(EXERCISE PROMPT) Copy every line from the records below that carries the word "deadline".

= = = =

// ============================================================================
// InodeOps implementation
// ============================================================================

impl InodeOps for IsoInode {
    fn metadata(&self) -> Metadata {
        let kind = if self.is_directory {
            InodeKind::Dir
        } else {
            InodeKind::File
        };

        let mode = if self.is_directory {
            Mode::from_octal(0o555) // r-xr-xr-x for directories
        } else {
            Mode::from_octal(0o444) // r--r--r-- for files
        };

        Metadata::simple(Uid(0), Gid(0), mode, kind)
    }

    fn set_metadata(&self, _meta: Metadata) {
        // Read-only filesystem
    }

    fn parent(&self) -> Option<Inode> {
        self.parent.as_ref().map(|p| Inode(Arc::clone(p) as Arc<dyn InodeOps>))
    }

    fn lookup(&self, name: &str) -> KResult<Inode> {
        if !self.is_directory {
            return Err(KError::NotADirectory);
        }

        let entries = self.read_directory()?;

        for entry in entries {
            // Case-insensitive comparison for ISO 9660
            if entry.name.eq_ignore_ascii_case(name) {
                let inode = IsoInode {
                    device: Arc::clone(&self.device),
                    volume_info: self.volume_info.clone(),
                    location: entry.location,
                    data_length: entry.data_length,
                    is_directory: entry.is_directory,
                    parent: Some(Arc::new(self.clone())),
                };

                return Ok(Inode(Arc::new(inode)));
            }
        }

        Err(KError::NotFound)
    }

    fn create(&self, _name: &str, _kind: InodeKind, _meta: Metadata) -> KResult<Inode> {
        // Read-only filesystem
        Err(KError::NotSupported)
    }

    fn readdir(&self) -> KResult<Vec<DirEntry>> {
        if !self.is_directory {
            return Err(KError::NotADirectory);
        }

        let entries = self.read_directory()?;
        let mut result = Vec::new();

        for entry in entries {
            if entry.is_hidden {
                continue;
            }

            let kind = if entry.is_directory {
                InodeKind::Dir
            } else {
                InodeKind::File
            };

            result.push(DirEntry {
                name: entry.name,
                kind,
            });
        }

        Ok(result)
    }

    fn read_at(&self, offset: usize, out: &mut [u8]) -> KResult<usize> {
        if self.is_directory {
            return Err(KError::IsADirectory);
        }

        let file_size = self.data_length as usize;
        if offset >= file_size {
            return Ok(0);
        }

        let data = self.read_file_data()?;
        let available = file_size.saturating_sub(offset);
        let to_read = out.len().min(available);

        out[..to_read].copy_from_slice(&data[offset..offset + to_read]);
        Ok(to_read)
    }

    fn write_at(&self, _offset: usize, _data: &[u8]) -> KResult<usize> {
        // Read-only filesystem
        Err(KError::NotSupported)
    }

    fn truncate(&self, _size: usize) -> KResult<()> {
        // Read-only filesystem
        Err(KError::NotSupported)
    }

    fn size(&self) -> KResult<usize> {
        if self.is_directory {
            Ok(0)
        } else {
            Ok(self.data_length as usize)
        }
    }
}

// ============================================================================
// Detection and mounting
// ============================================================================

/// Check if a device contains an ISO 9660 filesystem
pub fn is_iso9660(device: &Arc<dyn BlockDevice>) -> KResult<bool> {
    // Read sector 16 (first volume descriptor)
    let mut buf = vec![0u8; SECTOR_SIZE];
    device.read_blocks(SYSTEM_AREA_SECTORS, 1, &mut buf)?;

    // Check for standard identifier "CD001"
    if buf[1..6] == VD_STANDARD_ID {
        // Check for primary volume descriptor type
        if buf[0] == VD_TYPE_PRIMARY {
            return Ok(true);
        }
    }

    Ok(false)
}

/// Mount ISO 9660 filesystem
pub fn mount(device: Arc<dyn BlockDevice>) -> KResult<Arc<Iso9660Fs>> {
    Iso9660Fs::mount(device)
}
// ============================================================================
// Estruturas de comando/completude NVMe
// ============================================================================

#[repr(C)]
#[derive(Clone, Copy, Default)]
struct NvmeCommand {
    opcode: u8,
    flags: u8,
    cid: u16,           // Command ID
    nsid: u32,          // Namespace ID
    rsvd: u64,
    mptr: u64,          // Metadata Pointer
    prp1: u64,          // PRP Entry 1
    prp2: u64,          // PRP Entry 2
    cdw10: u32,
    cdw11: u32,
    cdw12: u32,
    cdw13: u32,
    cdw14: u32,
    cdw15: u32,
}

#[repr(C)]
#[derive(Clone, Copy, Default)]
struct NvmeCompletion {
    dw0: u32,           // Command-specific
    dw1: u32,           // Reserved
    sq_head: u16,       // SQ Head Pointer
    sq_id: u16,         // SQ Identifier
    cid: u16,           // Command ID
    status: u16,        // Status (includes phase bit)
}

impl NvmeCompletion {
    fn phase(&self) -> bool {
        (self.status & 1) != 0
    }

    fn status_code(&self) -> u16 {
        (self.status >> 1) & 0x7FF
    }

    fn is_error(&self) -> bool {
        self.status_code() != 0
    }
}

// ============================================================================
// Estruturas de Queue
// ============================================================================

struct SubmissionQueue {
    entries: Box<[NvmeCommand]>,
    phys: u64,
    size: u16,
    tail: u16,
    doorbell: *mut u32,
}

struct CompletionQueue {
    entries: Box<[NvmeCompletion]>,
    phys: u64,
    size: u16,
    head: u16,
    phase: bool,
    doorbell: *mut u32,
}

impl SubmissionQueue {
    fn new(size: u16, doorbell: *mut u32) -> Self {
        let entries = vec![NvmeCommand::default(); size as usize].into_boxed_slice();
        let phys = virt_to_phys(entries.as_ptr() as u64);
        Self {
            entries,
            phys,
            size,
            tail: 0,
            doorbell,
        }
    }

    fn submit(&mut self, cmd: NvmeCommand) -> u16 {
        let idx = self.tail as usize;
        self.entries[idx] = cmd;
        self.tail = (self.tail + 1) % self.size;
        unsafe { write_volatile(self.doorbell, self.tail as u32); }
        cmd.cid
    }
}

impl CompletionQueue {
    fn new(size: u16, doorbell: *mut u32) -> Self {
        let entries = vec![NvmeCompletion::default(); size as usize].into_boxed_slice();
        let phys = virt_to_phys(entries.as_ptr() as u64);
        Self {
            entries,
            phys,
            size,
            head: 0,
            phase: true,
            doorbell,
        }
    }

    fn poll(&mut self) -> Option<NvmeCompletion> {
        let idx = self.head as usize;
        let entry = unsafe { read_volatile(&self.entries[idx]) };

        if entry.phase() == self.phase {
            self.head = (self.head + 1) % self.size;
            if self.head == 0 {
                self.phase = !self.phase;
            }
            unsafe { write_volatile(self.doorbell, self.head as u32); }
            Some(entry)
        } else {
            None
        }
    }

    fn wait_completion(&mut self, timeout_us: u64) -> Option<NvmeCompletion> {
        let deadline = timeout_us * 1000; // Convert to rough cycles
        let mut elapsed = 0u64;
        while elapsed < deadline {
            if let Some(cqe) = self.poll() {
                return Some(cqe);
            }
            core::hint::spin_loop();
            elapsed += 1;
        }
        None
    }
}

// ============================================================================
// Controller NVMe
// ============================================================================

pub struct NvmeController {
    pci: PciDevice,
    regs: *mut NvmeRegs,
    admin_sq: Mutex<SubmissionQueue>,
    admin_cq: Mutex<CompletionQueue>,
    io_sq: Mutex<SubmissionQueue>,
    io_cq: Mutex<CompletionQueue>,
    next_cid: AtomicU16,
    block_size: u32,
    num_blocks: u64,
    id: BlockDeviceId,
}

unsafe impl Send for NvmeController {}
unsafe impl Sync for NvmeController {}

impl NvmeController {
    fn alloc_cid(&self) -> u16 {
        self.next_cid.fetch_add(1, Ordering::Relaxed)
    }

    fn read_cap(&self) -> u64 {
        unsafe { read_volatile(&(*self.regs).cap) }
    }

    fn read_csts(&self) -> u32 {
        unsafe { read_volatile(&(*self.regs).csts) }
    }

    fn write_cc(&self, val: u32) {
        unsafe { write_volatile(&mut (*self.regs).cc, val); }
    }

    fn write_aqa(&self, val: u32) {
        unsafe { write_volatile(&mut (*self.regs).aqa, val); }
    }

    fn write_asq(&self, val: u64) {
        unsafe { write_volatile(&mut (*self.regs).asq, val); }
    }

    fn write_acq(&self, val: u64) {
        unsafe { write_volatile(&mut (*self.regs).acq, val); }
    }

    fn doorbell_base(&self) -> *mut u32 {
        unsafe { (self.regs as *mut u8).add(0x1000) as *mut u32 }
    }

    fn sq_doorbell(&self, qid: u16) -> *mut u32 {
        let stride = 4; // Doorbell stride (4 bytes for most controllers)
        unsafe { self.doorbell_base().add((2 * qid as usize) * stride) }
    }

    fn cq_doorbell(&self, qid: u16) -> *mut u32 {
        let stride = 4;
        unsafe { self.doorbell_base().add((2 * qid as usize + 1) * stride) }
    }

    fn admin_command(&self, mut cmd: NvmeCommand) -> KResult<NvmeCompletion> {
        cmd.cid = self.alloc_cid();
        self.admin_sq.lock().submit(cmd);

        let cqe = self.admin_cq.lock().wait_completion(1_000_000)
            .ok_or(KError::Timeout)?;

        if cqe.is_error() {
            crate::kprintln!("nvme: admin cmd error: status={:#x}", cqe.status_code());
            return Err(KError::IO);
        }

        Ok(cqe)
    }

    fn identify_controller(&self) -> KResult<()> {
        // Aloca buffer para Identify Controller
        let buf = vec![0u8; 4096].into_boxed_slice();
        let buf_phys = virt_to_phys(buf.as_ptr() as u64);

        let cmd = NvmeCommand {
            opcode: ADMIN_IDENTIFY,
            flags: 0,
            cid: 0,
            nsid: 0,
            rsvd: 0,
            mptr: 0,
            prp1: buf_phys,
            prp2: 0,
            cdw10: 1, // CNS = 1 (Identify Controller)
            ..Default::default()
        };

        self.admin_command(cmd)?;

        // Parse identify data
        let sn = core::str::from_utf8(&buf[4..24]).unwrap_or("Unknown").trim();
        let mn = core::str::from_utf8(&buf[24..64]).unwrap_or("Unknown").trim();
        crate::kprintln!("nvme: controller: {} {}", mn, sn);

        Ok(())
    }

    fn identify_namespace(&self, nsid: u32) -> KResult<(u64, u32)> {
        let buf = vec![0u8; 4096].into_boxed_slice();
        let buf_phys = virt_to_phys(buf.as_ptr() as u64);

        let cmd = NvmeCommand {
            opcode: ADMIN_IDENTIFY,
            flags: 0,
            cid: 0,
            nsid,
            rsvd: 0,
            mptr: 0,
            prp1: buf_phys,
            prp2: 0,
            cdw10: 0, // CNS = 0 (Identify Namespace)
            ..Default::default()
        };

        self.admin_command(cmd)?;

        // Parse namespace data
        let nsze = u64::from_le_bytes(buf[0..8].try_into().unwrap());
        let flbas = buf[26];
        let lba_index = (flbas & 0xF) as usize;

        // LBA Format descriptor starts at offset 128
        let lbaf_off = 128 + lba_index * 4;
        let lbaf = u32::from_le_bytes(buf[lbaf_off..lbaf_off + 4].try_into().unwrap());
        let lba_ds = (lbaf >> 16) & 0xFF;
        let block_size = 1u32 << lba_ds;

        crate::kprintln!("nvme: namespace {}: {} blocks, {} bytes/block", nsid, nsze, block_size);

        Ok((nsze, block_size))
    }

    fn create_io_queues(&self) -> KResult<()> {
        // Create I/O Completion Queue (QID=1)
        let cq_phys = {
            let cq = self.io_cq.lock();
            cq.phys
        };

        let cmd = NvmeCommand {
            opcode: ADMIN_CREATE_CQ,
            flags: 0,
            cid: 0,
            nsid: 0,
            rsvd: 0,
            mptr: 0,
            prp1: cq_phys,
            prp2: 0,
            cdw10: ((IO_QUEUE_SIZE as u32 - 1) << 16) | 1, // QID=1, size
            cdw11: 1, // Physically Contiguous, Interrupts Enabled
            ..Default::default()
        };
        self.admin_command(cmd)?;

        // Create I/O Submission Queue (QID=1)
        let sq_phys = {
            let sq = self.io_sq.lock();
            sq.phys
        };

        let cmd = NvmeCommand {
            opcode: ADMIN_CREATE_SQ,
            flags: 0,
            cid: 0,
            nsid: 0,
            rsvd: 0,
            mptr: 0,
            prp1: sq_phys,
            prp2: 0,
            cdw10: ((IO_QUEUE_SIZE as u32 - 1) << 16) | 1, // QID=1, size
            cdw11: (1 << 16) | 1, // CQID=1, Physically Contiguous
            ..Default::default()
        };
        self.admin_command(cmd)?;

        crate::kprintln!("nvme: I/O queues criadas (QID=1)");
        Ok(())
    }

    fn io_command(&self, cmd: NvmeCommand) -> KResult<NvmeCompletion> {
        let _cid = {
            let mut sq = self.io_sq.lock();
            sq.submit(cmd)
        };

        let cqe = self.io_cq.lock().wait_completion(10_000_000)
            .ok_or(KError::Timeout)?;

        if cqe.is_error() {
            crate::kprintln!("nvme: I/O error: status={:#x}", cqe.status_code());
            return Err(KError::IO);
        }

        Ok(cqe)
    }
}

= = = =

(WRITTEN SOLUTION)
        let deadline = timeout_us * 1000; // Convert to rough cycles
        while elapsed < deadline {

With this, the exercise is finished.